What is your REAL speed to scan, process, QA and then output? Not just how fast a scanner can theoretically capture a roll of film? Strip scanning software (vs. True Ribbon Scanning software) can only Scan or Output, but not both at the same time. This dramatically affects your system throughput. Scanning and processing cannot be done at full rated speed without the addition of a high performance storage system. Will your scanner vendor provide this? Remember that a key component to accurately secure that a conversion project is completed within time and under budget is the Production Throughput and NOT the theoretical scanning speed stated in the data sheets. The strip scanners have a production bottleneck in the image processing step and not in the image scanning. Image processing can take up to twice as long as it takes for the image scanning, therefore, strip scanners theoretical scanning speeds do not really measure the true speed of a scanner. You want to verify – what is the speed to complete the 4 basic steps in your process? a) Image Scanning, b) Image Processing, c) QC , d) Output. Furthermore, you not only want to verify that you have the best Production Throughput in the market, but also the best Image Quality produced with RAW, uncompressed data captured with true optical resolution (without interpolation or scaling).

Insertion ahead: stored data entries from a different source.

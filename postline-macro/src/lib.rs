/*
 * Copyright (c) 2024. Govcraft
 *
 * Licensed under either of
 *   * Apache License, Version 2.0 (the "License");
 *     you may not use this file except in compliance with the License.
 *     You may obtain a copy of the License at http://www.apache.org/licenses/LICENSE-2.0
 *   * MIT license: http://opensource.org/licenses/MIT
 *
 * Unless required by applicable law or agreed to in writing, software
 * distributed under the License is distributed on an "AS IS" BASIS,
 * WITHOUT WARRANTIES OR CONDITIONS OF ANY KIND, either express or implied.
 * See the applicable License for the specific language governing permissions and
 * limitations under that License.
 */
#![forbid(unsafe_code)]

//! Postline Macro Library
//!
//! Procedural macros for declaring payload types that travel between
//! components. Payloads are copied byte-for-byte into a shared buffer, so every
//! payload type needs a fixed, padding-free layout.
//!
//! ```ignore
//! use postline::prelude::*;
//!
//! #[postline_message]
//! pub struct Position {
//!     pub x: i32,
//!     pub y: i32,
//! }
//! ```

use proc_macro::TokenStream;

use quote::quote;
use syn::{parse_macro_input, Data, DeriveInput};

fn has_derive(input: &DeriveInput, trait_name: &str) -> bool {
    input.attrs.iter().any(|attr| {
        if attr.path().is_ident("derive") {
            let mut found = false;
            let _ = attr.parse_nested_meta(|meta| {
                if meta.path.segments.last().is_some_and(|s| s.ident == trait_name) {
                    found = true;
                }
                Ok(())
            });
            found
        } else {
            false
        }
    })
}

fn has_repr(input: &DeriveInput) -> bool {
    input.attrs.iter().any(|attr| attr.path().is_ident("repr"))
}

/// Turns a struct into a fixed-layout payload type.
///
/// Expands to:
/// - `#[repr(C)]` when the struct declares no `repr` of its own
/// - `#[derive(Clone, Copy, Debug)]` (only the ones not already present)
/// - `zerocopy`'s `IntoBytes`, `FromBytes`, `Immutable` and `KnownLayout` derives
/// - a compile-time assertion that the type is `Send + Sync + 'static`
///
/// The crate using the macro needs `zerocopy` as a dependency. Structs with
/// implicit padding are rejected by the `IntoBytes` derive; order fields from
/// widest to narrowest or add explicit padding fields.
///
/// ```ignore
/// #[postline_message]
/// pub struct SetSpeed {
///     pub left: i16,
///     pub right: i16,
/// }
/// ```
#[proc_macro_attribute]
pub fn postline_message(_attr: TokenStream, item: TokenStream) -> TokenStream {
    let input = parse_macro_input!(item as DeriveInput);

    if !matches!(input.data, Data::Struct(_)) {
        return syn::Error::new_spanned(
            &input.ident,
            "postline_message can only be applied to structs",
        )
        .to_compile_error()
        .into();
    }

    let name = &input.ident;
    let generics = &input.generics;
    let (impl_generics, ty_generics, where_clause) = generics.split_for_impl();

    let repr = if has_repr(&input) {
        quote!()
    } else {
        quote!(#[repr(C)])
    };

    let derives = {
        let mut traits = Vec::new();
        for std_trait in ["Clone", "Copy", "Debug"] {
            if !has_derive(&input, std_trait) {
                let ident = quote::format_ident!("{}", std_trait);
                traits.push(quote!(#ident));
            }
        }
        for layout_trait in ["IntoBytes", "FromBytes", "Immutable", "KnownLayout"] {
            if !has_derive(&input, layout_trait) {
                let ident = quote::format_ident!("{}", layout_trait);
                traits.push(quote!(::zerocopy::#ident));
            }
        }
        if traits.is_empty() {
            quote!()
        } else {
            quote!(#[derive(#(#traits),*)])
        }
    };

    let assert_ident = quote::format_ident!("_AssertPostlineMessage_{}", name);

    let expanded = quote! {
        #repr
        #derives
        #input

        #[doc(hidden)]
        #[allow(dead_code, non_camel_case_types, non_snake_case, clippy::needless_lifetimes)]
        const _: () = {
            fn #assert_ident #impl_generics () #where_clause {
                fn assert_bounds<T: Send + Sync + 'static>() {}
                assert_bounds::<#name #ty_generics>();
            }
        };
    };

    TokenStream::from(expanded)
}
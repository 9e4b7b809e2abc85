/*
 * Copyright (c) 2024. Govcraft
 *
 * Licensed under either of
 *   * Apache License, Version 2.0 (the "License");
 *     you may not use this file except in compliance with the License.
 *     You may obtain a copy of the License at http://www.apache.org/licenses/LICENSE-2.0
 *   * MIT license: http://opensource.org/licenses/MIT
 *
 * Unless required by applicable law or agreed to in writing, software
 * distributed under the License is distributed on an "AS IS" BASIS,
 * WITHOUT WARRANTIES OR CONDITIONS OF ANY KIND, either express or implied.
 * See the applicable License for the specific language governing permissions and
 * limitations under that License.
 */

//! Hosted TCP/IP transport.
//!
//! Three kinds of actors share the work:
//!
//! * the [`server`] routes frames between clients,
//! * a [`Client`] is the dispatcher's [`Backend`](crate::traits::Backend) and
//!   keeps the connection to the server,
//! * one [`Receiver`] per local component reads the frames the server
//!   forwards to it.

pub use client::{Client, ClientStats};
pub use config::TcpIpConfig;
pub use receiver::Receiver;
pub use server::{run, start_server, ServerHandle, ServerStats};
pub use types::TransportError;

/// Defines [`Client`].
mod client;
/// TCP/IP transport configuration.
mod config;
/// Wire format: frame header, frame encoding and async framing helpers.
pub mod protocol;
/// Defines [`Receiver`].
mod receiver;
/// Routes frames between clients.
pub mod server;
/// Defines [`TransportError`].
mod types;
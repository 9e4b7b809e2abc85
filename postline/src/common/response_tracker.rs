/*
 * Copyright (c) 2024. Govcraft
 *
 * Licensed under either of
 *   * Apache License, Version 2.0 (the "License");
 *     you may not use this file except in compliance with the License.
 *     You may obtain a copy of the License at http://www.apache.org/licenses/LICENSE-2.0
 *   * MIT license: http://opensource.org/licenses/MIT
 *
 * Unless required by applicable law or agreed to in writing, software
 * distributed under the License is distributed on an "AS IS" BASIS,
 * WITHOUT WARRANTIES OR CONDITIONS OF ANY KIND, either express or implied.
 * See the applicable License for the specific language governing permissions and
 * limitations under that License.
 */

use std::time::Instant;

use crate::common::Communication;
use crate::message::{ComponentId, Header, Identifier, ResponseOutcome, SmartPayload};

/// Callback invoked once with the outcome of an action call.
///
/// It receives a [`Communication`] bound to the component that made the call,
/// so it can send follow-up requests.
pub type ResponseCallback = Box<dyn FnOnce(&mut Communication<'_>, ResponseOutcome) + Send>;

pub(crate) struct PendingResponse {
    pub(crate) requester: ComponentId,
    pub(crate) responder: ComponentId,
    pub(crate) identifier: Identifier,
    pub(crate) deadline: Instant,
    pub(crate) callback: ResponseCallback,
}

pub(crate) struct PendingAcknowledge {
    pub(crate) header: Header,
    pub(crate) payload: SmartPayload,
    pub(crate) deadline: Instant,
    pub(crate) retransmissions: u32,
}

/// Outstanding response callbacks and unacknowledged packets of one dispatcher.
///
/// Entries are kept in registration order, so several calls to the same
/// action are answered first-in first-out.
#[derive(Default)]
pub struct ResponseTracker {
    responses: Vec<PendingResponse>,
    acknowledges: Vec<PendingAcknowledge>,
}

impl ResponseTracker {
    pub(crate) fn expect_response(
        &mut self,
        requester: ComponentId,
        responder: ComponentId,
        identifier: Identifier,
        deadline: Instant,
        callback: ResponseCallback,
    ) {
        self.responses.push(PendingResponse {
            requester,
            responder,
            identifier,
            deadline,
            callback,
        });
    }

    /// Removes the oldest callback waiting for the answer carried by `header`.
    pub(crate) fn take_response(&mut self, header: &Header) -> Option<PendingResponse> {
        let index = self.responses.iter().position(|pending| {
            pending.requester == header.destination()
                && pending.responder == header.source()
                && pending.identifier == header.packet_identifier()
        })?;
        Some(self.responses.remove(index))
    }

    /// Removes every callback waiting on the request described by `request`.
    pub(crate) fn take_responses_to(&mut self, request: &Header) -> Vec<PendingResponse> {
        let (failed, kept) = std::mem::take(&mut self.responses)
            .into_iter()
            .partition(|pending| {
                pending.requester == request.source()
                    && pending.responder == request.destination()
                    && pending.identifier == request.packet_identifier()
            });
        self.responses = kept;
        failed
    }

    pub(crate) fn expired_responses(&mut self, now: Instant) -> Vec<PendingResponse> {
        let (expired, kept) = std::mem::take(&mut self.responses)
            .into_iter()
            .partition(|pending| pending.deadline <= now);
        self.responses = kept;
        expired
    }

    pub(crate) fn expect_acknowledge(&mut self, entry: PendingAcknowledge) {
        self.acknowledges.push(entry);
    }

    /// Resolves the oldest packet acknowledged by `ack`.
    pub(crate) fn acknowledge(&mut self, ack: &Header) -> bool {
        match self
            .acknowledges
            .iter()
            .position(|pending| pending.header.is_acknowledged_by(ack))
        {
            Some(index) => {
                self.acknowledges.remove(index);
                true
            }
            None => false,
        }
    }

    pub(crate) fn expired_acknowledges(&mut self, now: Instant) -> Vec<PendingAcknowledge> {
        let (expired, kept) = std::mem::take(&mut self.acknowledges)
            .into_iter()
            .partition(|pending| pending.deadline <= now);
        self.acknowledges = kept;
        expired
    }

    /// Number of callbacks still waiting for an answer.
    pub fn pending_responses(&self) -> usize {
        self.responses.len()
    }

    /// Number of sent packets still waiting for an acknowledge.
    pub fn pending_acknowledges(&self) -> usize {
        self.acknowledges.len()
    }
}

Does the scanning solution that you are considering include a camera capable of 14 bits internal and a real 12 bits of captured data, a high quality Schneider lens, a strobed LED- based illumination source such as LuminTec and/or various automatic processing options such as crop, deskew, rotate, mirror, user adjustable gamma correction and auto thresholding for variable density film to achieve the best possible image? Can it scan an entire roll as uncompressed grayscale at a high quality True Optical DPI? Does the vendor that you are considering still use old-school dedicated hardware to do image processing, or are the image processing features software – based, enabling flexibility and an avenue for future upgrades/developments? Remember that image quality and OCR precision can be severely affected by the illumination system. The strobed LuminTec approach homogenizes light distribution while diminishing any potential linear image distortions, delivering a pristine image quality while keeping the file size small. True optical resolution is only achieved through optical means and not through interpolation or scaling, and the processing of data using RAW files guarantees the maximum fidelity of an image. Strip scanner vendors cannot deliver those characteristics.